__Goal of the exercise__
Search the entries below for "clone". Report each line where it occurs.

__Data to use__
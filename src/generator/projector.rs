//! View projection for projected types.
//!
//! A view struct holds a subset of the public struct's fields with the same
//! Rust types, so projecting is a field-by-field clone.

use super::code::Block;
use super::naming::field_ident;
use super::{Context, SynthError};
use crate::design::UserType;

pub struct ProjectorSynthesizer<'a> {
    ctx: Context<'a>,
}

impl<'a> ProjectorSynthesizer<'a> {
    #[must_use]
    pub fn new(ctx: Context<'a>) -> Self {
        ProjectorSynthesizer { ctx }
    }

    /// Code copying the fields of `view` from the public value `source` into
    /// the view value `target`.
    pub fn synthesize(
        &self,
        user_type: &UserType,
        view: &str,
        source: &str,
        target: &str,
    ) -> Result<Block, SynthError> {
        let unknown = || SynthError::UnknownView {
            type_name: user_type.name.clone(),
            view: view.to_string(),
        };
        let object = user_type
            .view(view)
            .and_then(|v| v.attribute.as_object())
            .ok_or_else(unknown)?;

        let mut block = Block::new();
        for field in object.iter() {
            let ident = field_ident(&field.name, &field.attribute);
            block.assign(format!("{target}.{ident}"), format!("{source}.{ident}.clone()"));
        }
        Ok(block)
    }

    /// Body of `as_<view>_view(&self)`.
    pub fn synthesize_method(&self, user_type: &UserType, view: &str) -> Result<Block, SynthError> {
        let mut block = Block::new();
        block.let_mut(
            "target",
            format!("{}::default()", self.ctx.view_struct_name(&user_type.name, view)),
        );
        block.extend(self.synthesize(user_type, view, "self", "target")?);
        Ok(block)
    }
}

__Response to this exercise__
//! Rust types, so projecting is a field-by-field clone.
            type_name: user_type.name.clone(),
            block.assign(format!("{target}.{ident}"), format!("{source}.{ident}.clone()"));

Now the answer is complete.